Your answer should consist of every line in the records that holds "Deserialize".

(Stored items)
☆ ☆ ☆ ☆ ☆

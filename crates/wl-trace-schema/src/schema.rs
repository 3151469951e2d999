// Copyright 2025 Schelling Point Labs Inc
// SPDX-License-Identifier: AGPL-3.0-only

//! Signature lookup table
//!
//! A [`Schema`] maps interface names to their request/event definitions. It is
//! built once (built-in table plus any JSON tables) and is read-only afterwards.

use crate::error::{Result, SchemaError};
use crate::types::{ArgKind, Interface, MessageSignature, NewIdTarget};
use serde::{Deserialize, Serialize};
use std::collections::HashMap;
use std::fs::File;
use std::io::{BufReader, Read};
use std::path::Path;
use tracing::{debug, info};
use wl_trace_proto::Direction;

/// On-disk representation of a pre-indexed table
#[derive(Debug, Clone, Default, Serialize, Deserialize)]
pub struct SchemaTable {
    #[serde(default)]
    pub interfaces: Vec<Interface>,
}

#[derive(Debug, Clone, Default)]
pub struct Schema {
    interfaces: HashMap<String, Interface>,
}

impl Schema {
    /// An empty table; every lookup misses
    pub fn new() -> Self {
        Self::default()
    }

    /// Add an interface, returning the definition it replaced
    pub fn insert(&mut self, interface: Interface) -> Option<Interface> {
        self.interfaces.insert(interface.name.clone(), interface)
    }

    pub fn interface(&self, name: &str) -> Option<&Interface> {
        self.interfaces.get(name)
    }

    pub fn len(&self) -> usize {
        self.interfaces.len()
    }

    pub fn is_empty(&self) -> bool {
        self.interfaces.is_empty()
    }

    /// Look up the signature of one message
    ///
    /// Requests and events are indexed independently, so the direction is part
    /// of the key. `version` only gates whether the message existed yet; a miss
    /// for any reason is `None`, never an error.
    pub fn resolve(
        &self,
        interface: &str,
        version: u32,
        direction: Direction,
        index: u16,
    ) -> Option<&MessageSignature> {
        let iface = self.interfaces.get(interface)?;
        let messages = match direction {
            Direction::ClientToServer => &iface.requests,
            Direction::ServerToClient => &iface.events,
        };
        let message = messages.get(usize::from(index))?;
        if message.since > version {
            debug!(
                interface,
                version,
                message = %message.name,
                since = message.since,
                "message newer than object version"
            );
            return None;
        }
        Some(message)
    }

    /// Fold another table into this one; its interfaces win on name clashes
    pub fn merge(&mut self, other: Schema) {
        for (name, interface) in other.interfaces {
            if self.interfaces.insert(name.clone(), interface).is_some() {
                info!(interface = %name, "schema table overrides interface");
            }
        }
    }

    /// Parse and validate a JSON table
    pub fn from_json_reader<R: Read>(reader: R) -> Result<Self> {
        let table: SchemaTable = serde_json::from_reader(reader)?;
        Self::from_table(table)
    }

    pub fn from_json_str(json: &str) -> Result<Self> {
        let table: SchemaTable = serde_json::from_str(json)?;
        Self::from_table(table)
    }

    pub fn from_json_file(path: &Path) -> Result<Self> {
        let file = File::open(path).map_err(|source| SchemaError::Io {
            path: path.to_path_buf(),
            source,
        })?;
        let schema = Self::from_json_reader(BufReader::new(file))?;
        debug!(path = %path.display(), interfaces = schema.len(), "loaded schema table");
        Ok(schema)
    }

    pub fn from_table(table: SchemaTable) -> Result<Self> {
        let mut schema = Schema::new();
        for interface in table.interfaces {
            validate_interface(&interface)?;
            schema.insert(interface);
        }
        Ok(schema)
    }

    /// Export as a serializable table, sorted by interface name
    pub fn to_table(&self) -> SchemaTable {
        let mut interfaces: Vec<Interface> = self.interfaces.values().cloned().collect();
        interfaces.sort_by(|a, b| a.name.cmp(&b.name));
        SchemaTable { interfaces }
    }
}

/// Check that companion-argument references point at usable slots
pub fn validate_interface(interface: &Interface) -> Result<()> {
    for message in interface.requests.iter().chain(interface.events.iter()) {
        let invalid = |reason: String| SchemaError::InvalidSignature {
            interface: interface.name.clone(),
            message: message.name.clone(),
            reason,
        };

        for (position, arg) in message.args.iter().enumerate() {
            let ArgKind::NewId(target) = &arg.kind else {
                continue;
            };
            let (interface_arg, version_arg) = match target {
                NewIdTarget::Typed { version_arg, .. } => (None, *version_arg),
                NewIdTarget::Dynamic {
                    interface_arg,
                    version_arg,
                } => (Some(*interface_arg), Some(*version_arg)),
            };

            if let Some(index) = interface_arg {
                match message.args.get(index) {
                    Some(companion)
                        if index < position
                            && matches!(companion.kind, ArgKind::String { .. }) => {}
                    _ => {
                        return Err(invalid(format!(
                            "argument '{}' expects a preceding string at index {}",
                            arg.name, index
                        )))
                    }
                }
            }
            if let Some(index) = version_arg {
                match message.args.get(index) {
                    Some(companion) if index < position && companion.kind == ArgKind::Uint => {}
                    _ => {
                        return Err(invalid(format!(
                            "argument '{}' expects a preceding uint at index {}",
                            arg.name, index
                        )))
                    }
                }
            }
        }
    }
    Ok(())
}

☆ ☆ ☆ ☆ ☆

THE ANSWER ::
use serde::{Deserialize, Serialize};
#[derive(Debug, Clone, Default, Serialize, Deserialize)]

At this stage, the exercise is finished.